# How can the length of a string be $O(\log n)$?

I have just started learning about time complexities and am currently reading Logarithmic Complexity. Here's an example of a piece of code which is $$O(\log n)$$:

def intToStr(i):
'''Assumes i is a nonnegative int Returns the string representation of i'''

digits = '0123456789'
if i == 0:
return '0'
result = ''
while i > 0:
result = digits[i % 10] + result
i = i // 10
return result


So this just gives is the str of an integer. intToStr(1243) returns '1243'. I completely understand that the above function is of logarithmic complexity.

In continuation,

def addDigits(n):

'''Assumes n is a nonnegative int
Returns the sum of the digits in n'''
stringRep = intToStr(n)
val = 0
for c in stringRep:
val += int(c)
return val


My book says that: (emphasis added)

The complexity of converting $$n$$ to a string is $$O(\log n)$$, and intToStr returns a string of length $$O(\log n)$$. The for loop will be executed $$O(\operatorname{len}(\mathit{stringRep}))$$ times, i.e., $$O(\log n)$$ times. Putting it all together, and assuming that a character representing a digit can be converted to an integer in constant time, the program will run in time proportional to $$O(\log n) + O(\log n)$$, which makes it $$O(\log n)$$.

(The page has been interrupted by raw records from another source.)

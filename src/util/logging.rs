//! Structured logging setup for chanvars
//!
//! Logs go to stderr through a `tracing` subscriber, leaving stdout for the
//! reports the CLI prints. `RUST_LOG` takes precedence over everything
//! configured here.
//!
//! # Example
//!
//! ```no_run
//! use chanvars::util::{init_logging, LoggingConfig};
//! use tracing::Level;
//!
//! init_logging(LoggingConfig::with_level(Level::DEBUG));
//! tracing::debug!(base = "/usr/src/freeswitch", "Scanning");
//! ```

use std::env;
use std::sync::Once;
use tracing::Level;
use tracing_subscriber::{fmt, layer::SubscriberExt, util::SubscriberInitExt, EnvFilter};

/// Ensures logging is only initialized once
static INIT: Once = Once::new();

/// Configuration for logging initialization
#[derive(Debug, Clone)]
pub struct LoggingConfig {
    /// Minimum log level to display
    pub level: Level,

    /// Use JSON output format
    pub use_json: bool,

    /// Include the module target (e.g., chanvars::scan) in logs
    pub include_target: bool,

    /// Include file and line number information
    pub include_location: bool,
}

impl Default for LoggingConfig {
    fn default() -> Self {
        Self {
            level: Level::INFO,
            use_json: false,
            include_target: true,
            include_location: false,
        }
    }
}

impl LoggingConfig {
    pub fn with_level(level: Level) -> Self {
        Self {
            level,
            ..Default::default()
        }
    }

    /// Resolves the level from command-line flags, then `CHANVARS_LOG_LEVEL`
    ///
    /// An explicit `--log-level` wins over `-v`/`-q`. `CHANVARS_LOG_JSON=true`
    /// switches to JSON lines.
    pub fn from_cli(log_level: Option<&str>, verbose: bool, quiet: bool) -> Self {
        let level = if let Some(level_str) = log_level {
            parse_level(level_str)
        } else if verbose {
            Level::DEBUG
        } else if quiet {
            Level::ERROR
        } else {
            let level_str = env::var("CHANVARS_LOG_LEVEL").unwrap_or_else(|_| "info".to_string());
            parse_level(&level_str)
        };

        let use_json = env::var("CHANVARS_LOG_JSON")
            .ok()
            .and_then(|v| v.parse::<bool>().ok())
            .unwrap_or(false);

        Self {
            level,
            use_json,
            ..Default::default()
        }
    }
}

/// Parses a log level, case-insensitively, defaulting to INFO
pub fn parse_level(level_str: &str) -> Level {
    match level_str.to_lowercase().as_str() {
        "trace" => Level::TRACE,
        "debug" => Level::DEBUG,
        "info" => Level::INFO,
        "warn" => Level::WARN,
        "error" => Level::ERROR,
        _ => {
            eprintln!(
                "Invalid log level '{}', defaulting to INFO. Valid levels: trace, debug, info, warn, error",
                level_str
            );
            Level::INFO
        }
    }
}

/// Installs the global subscriber. Calls after the first are ignored.
pub fn init_logging(config: LoggingConfig) {
    INIT.call_once(|| {
        let filter = if env::var("RUST_LOG").is_ok() {
            EnvFilter::from_default_env()
        } else {
            EnvFilter::new(format!("chanvars={}", config.level))
        };

        if config.use_json {
            tracing_subscriber::registry()
                .with(filter)
                .with(
                    fmt::layer()
                        .json()
                        .with_writer(std::io::stderr)
                        .with_target(config.include_target)
                        .with_file(config.include_location)
                        .with_line_number(config.include_location),
                )
                .init();
        } else {
            tracing_subscriber::registry()
                .with(filter)
                .with(
                    fmt::layer()
                        .with_writer(std::io::stderr)
                        .with_target(config.include_target)
                        .with_file(config.include_location)
                        .with_line_number(config.include_location),
                )
                .init();
        }
    });
}
//! Variables document schema
//!
//! The document written at the end of a run. It is a flat list of variables
//! in case-insensitive name order plus the version of the scanned tree.
//! A separate formatting step downstream canonicalizes it for storage, so the
//! field names here are the contract with that step.

use crate::scan::{Variable, VariableIndex};
use serde::{Deserialize, Serialize};
use std::fmt;

#[derive(Debug, Clone, PartialEq, Eq, Serialize, Deserialize)]
pub struct VariablesDocument {
    pub variables: Vec<Variable>,
    /// `git describe --tags` of the scanned tree, empty if unknown
    #[serde(default)]
    pub version: String,
}

impl VariablesDocument {
    pub fn new(index: VariableIndex, version: impl Into<String>) -> Self {
        Self {
            variables: index.into_sorted(),
            version: version.into(),
        }
    }

    pub fn len(&self) -> usize {
        self.variables.len()
    }

    pub fn is_empty(&self) -> bool {
        self.variables.is_empty()
    }
}

impl fmt::Display for VariablesDocument {
    fn fmt(&self, f: &mut fmt::Formatter<'_>) -> fmt::Result {
        let version = if self.version.is_empty() {
            "unknown"
        } else {
            self.version.as_str()
        };
        writeln!(f, "Variables ({}), version {}:", self.len(), version)?;
        for var in &self.variables {
            writeln!(f, "  {} ({} references)", var.name, var.sources.len())?;
        }
        Ok(())
    }
}

#[cfg(test)]
mod tests {
    use super::*;
    use crate::scan::Source;

    fn sample_index() -> VariableIndex {
        let mut index = VariableIndex::new();
        index.insert("sip_to_user", Source::new("src/mod/endpoints/mod_sofia", "sofia.c", 42));
        index.insert("Bridge_To", Source::new("src", "switch_ivr_bridge.c", 7));
        index.insert("answer_epoch", Source::new("src", "switch_channel.c", 3));
        index
    }

    #[test]
    fn test_new_sorts_variables() {
        let doc = VariablesDocument::new(sample_index(), "v1.10.11");
        let names: Vec<&str> = doc.variables.iter().map(|v| v.name.as_str()).collect();
        assert_eq!(names, vec!["answer_epoch", "Bridge_To", "sip_to_user"]);
        assert_eq!(doc.len(), 3);
    }

    #[test]
    fn test_serialized_shape() {
        let mut index = VariableIndex::new();
        index.insert("hangup_cause", Source::new("src", "switch_channel.c", 10));
        let doc = VariablesDocument::new(index, "v1.10.11");

        let json = serde_json::to_value(&doc).unwrap();
        assert_eq!(
            json,
            serde_json::json!({
                "variables": [{
                    "name": "hangup_cause",
                    "sources": [{"path": "src", "filename": "switch_channel.c", "line": 10}]
                }],
                "version": "v1.10.11"
            })
        );
    }

    #[test]
    fn test_deserialize_without_version() {
        let doc: VariablesDocument = serde_json::from_str(r#"{"variables": []}"#).unwrap();
        assert!(doc.is_empty());
        assert_eq!(doc.version, "");
    }

    #[test]
    fn test_display() {
        let doc = VariablesDocument::new(sample_index(), "");
        let display = format!("{}", doc);
        assert!(display.contains("Variables (3), version unknown:"));
        assert!(display.contains("answer_epoch (1 references)"));
    }
}
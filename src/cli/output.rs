//! Console reports printed after a scan
//!
//! Everything here returns a `String` so the handler decides where it goes
//! (stdout) and tests can check the exact text.

use std::path::Path;

use crate::extractors::VariableMatch;
use crate::scan::Replacement;

/// `"1 variable"`, `"2 variables"`, `"0 variables"`
pub fn count_noun(count: usize, word: &str) -> String {
    if count == 1 {
        format!("{} {}", count, word)
    } else {
        format!("{} {}s", count, word)
    }
}

/// One `path/filename:line token` line per match needing manual review
pub fn format_needs_review(needs_review: &[VariableMatch]) -> String {
    let mut output = String::new();
    for m in needs_review {
        output.push_str(&format!("{} {}\n", m.location(), m.raw));
    }
    output
}

/// How each call-site token was interpreted, in scan order
pub fn format_replacements(replacements: &[Replacement]) -> String {
    let mut output = String::new();
    for replacement in replacements {
        match replacement {
            Replacement::Literal(raw) => {
                output.push_str(&format!("{}\n", raw));
            }
            Replacement::Expanded { from, to } => {
                output.push_str(&format!("\n{} -> {}\n", from, to));
            }
            Replacement::Unresolved(raw) => {
                output.push_str(&format!("\nwarning: {} has no expansion\n\n", raw));
            }
        }
    }
    output
}

/// Reminder shown when some matches could not be resolved; `None` when all were
pub fn format_review_notice(count: usize) -> Option<String> {
    if count == 0 {
        return None;
    }
    Some(format!(
        "{} must be manually checked. Rerun with --needs-review to check.",
        count_noun(count, "variable")
    ))
}

pub fn format_summary(count: usize, out: &Path) -> String {
    format!(
        "{} processed and output to {}",
        count_noun(count, "variable"),
        out.display()
    )
}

Can someone please explain how intToStr returns a string of length $$O(\log n)$$? Doesn't it just return a string of length $$n$$, where $$n$$ is the length of the integer that we pass?

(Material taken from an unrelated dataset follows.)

//! Utility modules for chanvars

pub mod logging;

pub use logging::{init_logging, LoggingConfig};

The length of the binary representation of a natural number $$n$$ is roughly $$\log_2 n$$. As an example, the number represented by the binary string $$10^{n-1}$$ of length $$n$$ is $$2^n$$.

Your sources are misleading. Usually $$n$$ is reserved for the input length or a related quantity, not the input value. If the input to a function is an integer $$m$$, then the input length is only $$\sim \log_2 |m|$$. In particular, intToStr actually runs in linear time in the input length, rather than logarithmic time.

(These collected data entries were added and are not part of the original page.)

use super::{FileSystem, FileType};
use anyhow::{anyhow, Result};
use std::collections::HashMap;
use std::path::{Path, PathBuf};
use std::sync::RwLock;

#[derive(Debug, Clone)]
pub struct MockEntry {
    pub content: Option<Vec<u8>>,
    pub file_type: FileType,
}

pub struct MockFileSystem {
    files: RwLock<HashMap<PathBuf, MockEntry>>,
    root: PathBuf,
}

impl MockFileSystem {
    pub fn new() -> Self {
        Self::with_root(PathBuf::from("/mock"))
    }

    pub fn with_root(root: PathBuf) -> Self {
        let fs = Self {
            files: RwLock::new(HashMap::new()),
            root: root.clone(),
        };
        fs.add_dir(root);
        fs
    }

    pub fn root(&self) -> &Path {
        &self.root
    }

    pub fn add_file(&self, path: impl AsRef<Path>, content: &str) {
        self.add_bytes(path, content.as_bytes());
    }

    /// Adds a file with raw contents, e.g. bytes that are not valid UTF-8
    pub fn add_bytes(&self, path: impl AsRef<Path>, content: &[u8]) {
        let path = self.normalize_path(path.as_ref());
        let mut files = self.files.write().unwrap();

        if let Some(parent) = path.parent() {
            self.ensure_parents(&mut files, parent);
        }

        files.insert(
            path,
            MockEntry {
                content: Some(content.to_vec()),
                file_type: FileType::File,
            },
        );
    }

    pub fn add_dir(&self, path: impl AsRef<Path>) {
        let path = self.normalize_path(path.as_ref());
        let mut files = self.files.write().unwrap();

        self.ensure_parents(&mut files, &path);

        files.insert(
            path,
            MockEntry {
                content: None,
                file_type: FileType::Directory,
            },
        );
    }

    fn normalize_path(&self, path: &Path) -> PathBuf {
        if path.is_absolute() {
            path.to_path_buf()
        } else {
            self.root.join(path)
        }
    }

    fn ensure_parents(&self, files: &mut HashMap<PathBuf, MockEntry>, path: &Path) {
        let mut current = PathBuf::new();
        for component in path.components() {
            current.push(component);
            if !files.contains_key(&current) {
                files.insert(
                    current.clone(),
                    MockEntry {
                        content: None,
                        file_type: FileType::Directory,
                    },
                );
            }
        }
    }
}

impl Default for MockFileSystem {
    fn default() -> Self {
        Self::new()
    }
}

impl FileSystem for MockFileSystem {
    fn exists(&self, path: &Path) -> bool {
        let path = self.normalize_path(path);
        self.files.read().unwrap().contains_key(&path)
    }

    fn is_dir(&self, path: &Path) -> bool {
        let path = self.normalize_path(path);
        self.files
            .read()
            .unwrap()
            .get(&path)
            .map(|e| e.file_type == FileType::Directory)
            .unwrap_or(false)
    }

    fn read_to_string(&self, path: &Path) -> Result<String> {
        let path = self.normalize_path(path);
        let files = self.files.read().unwrap();
        let entry = files
            .get(&path)
            .ok_or_else(|| anyhow!("File not found: {:?}", path))?;

        let bytes = entry
            .content
            .clone()
            .ok_or_else(|| anyhow!("Not a file: {:?}", path))?;

        String::from_utf8(bytes).map_err(|e| anyhow!("File {:?} is not valid UTF-8: {}", path, e))
    }

    fn walk_files(&self, root: &Path) -> Result<Vec<PathBuf>> {
        if !self.is_dir(root) {
            return Err(anyhow!("Directory not found: {:?}", root));
        }

        let root = self.normalize_path(root);
        let files = self.files.read().unwrap();

        // Component-wise PathBuf ordering matches a depth-first walk with sorted siblings
        let mut found: Vec<PathBuf> = files
            .iter()
            .filter(|(path, entry)| entry.file_type == FileType::File && path.starts_with(&root))
            .map(|(path, _)| path.clone())
            .collect();
        found.sort();

        Ok(found)
    }
}

#[cfg(test)]
mod tests {
    use super::*;

    #[test]
    fn test_add_file() {
        let fs = MockFileSystem::new();
        fs.add_file("test.txt", "hello");

        assert!(fs.exists(Path::new("/mock/test.txt")));
        assert!(!fs.is_dir(Path::new("/mock/test.txt")));
    }

    #[test]
    fn test_add_dir() {
        let fs = MockFileSystem::new();
        fs.add_dir("subdir");

        assert!(fs.exists(Path::new("/mock/subdir")));
        assert!(fs.is_dir(Path::new("/mock/subdir")));
    }

    #[test]
    fn test_root_exists_when_empty() {
        let fs = MockFileSystem::new();
        assert!(fs.is_dir(Path::new("/mock")));
        assert!(fs.walk_files(Path::new("/mock")).unwrap().is_empty());
    }

    #[test]
    fn test_read_to_string() {
        let fs = MockFileSystem::new();
        fs.add_file("test.txt", "hello world");

        let content = fs.read_to_string(Path::new("/mock/test.txt")).unwrap();
        assert_eq!(content, "hello world");
    }

    #[test]
    fn test_read_to_string_invalid_utf8() {
        let fs = MockFileSystem::new();
        fs.add_bytes("bad.c", &[0xff, 0xfe, 0x00]);

        assert!(fs.read_to_string(Path::new("bad.c")).is_err());
    }

    #[test]
    fn test_walk_files_depth_first_sorted() {
        let fs = MockFileSystem::new();
        fs.add_file("src/z.c", "");
        fs.add_file("src/a/b.c", "");
        fs.add_file("src/a.c", "");
        fs.add_file("other/x.c", "");

        let files = fs.walk_files(Path::new("src")).unwrap();
        assert_eq!(
            files,
            vec![
                PathBuf::from("/mock/src/a/b.c"),
                PathBuf::from("/mock/src/a.c"),
                PathBuf::from("/mock/src/z.c"),
            ]
        );
    }

    #[test]
    fn test_walk_files_missing_root() {
        let fs = MockFileSystem::new();
        assert!(fs.walk_files(Path::new("nope")).is_err());
    }

    #[test]
    fn test_with_root() {
        let fs = MockFileSystem::with_root(PathBuf::from("/repo"));
        fs.add_file("src/main.c", "int main(void) { return 0; }");

        assert!(fs.exists(Path::new("/repo/src/main.c")));
        assert_eq!(fs.root(), Path::new("/repo"));
    }

    #[test]
    fn test_parent_directories_created() {
        let fs = MockFileSystem::new();
        fs.add_file("a/b/c/file.txt", "content");

        assert!(fs.is_dir(Path::new("/mock/a")));
        assert!(fs.is_dir(Path::new("/mock/a/b")));
        assert!(fs.is_dir(Path::new("/mock/a/b/c")));
        assert!(fs.exists(Path::new("/mock/a/b/c/file.txt")));
    }
}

• Hi. I just edited my post to add the complete paragraph, do you still think that it is incorrect? – R Doe. Jun 12 '19 at 13:00
• It is correct, just highly misleading. For a similar example, see cs.stackexchange.com/questions/88398/…. – Yuval Filmus Jun 12 '19 at 13:02
• Can we say that addDigits() is of linear complexity but as it calls intToStr() ( which is of log complexity ), the whole program is of logarithmic complexity? – R Doe. Jun 12 '19 at 13:16
• intToStr has linear complexity. – Yuval Filmus Jun 12 '19 at 13:20
• WHAT!? i = i // 10 boils down to the number of times we can use integer division to divide i by 10 before getting a result of 0. So the complexity must be O(log(i))! Is that explanation incorrect? – R Doe. Jun 12 '19 at 13:24

To answer your question literally, yes, the code does just return a string of length $$n$$ where $$n$$ is the length of the integer that we pass. And this is the right way to think about it.

Your source, though, is using $$n$$ to denote the value of the integer, not its length. This is an unusual thing to do and it is, in my opinion, a very bad idea when teaching the basics of algorithm analysis. This is a point that students find fundamentally confusing, and your book seems to be contributing to that confusion, instead of reducing it.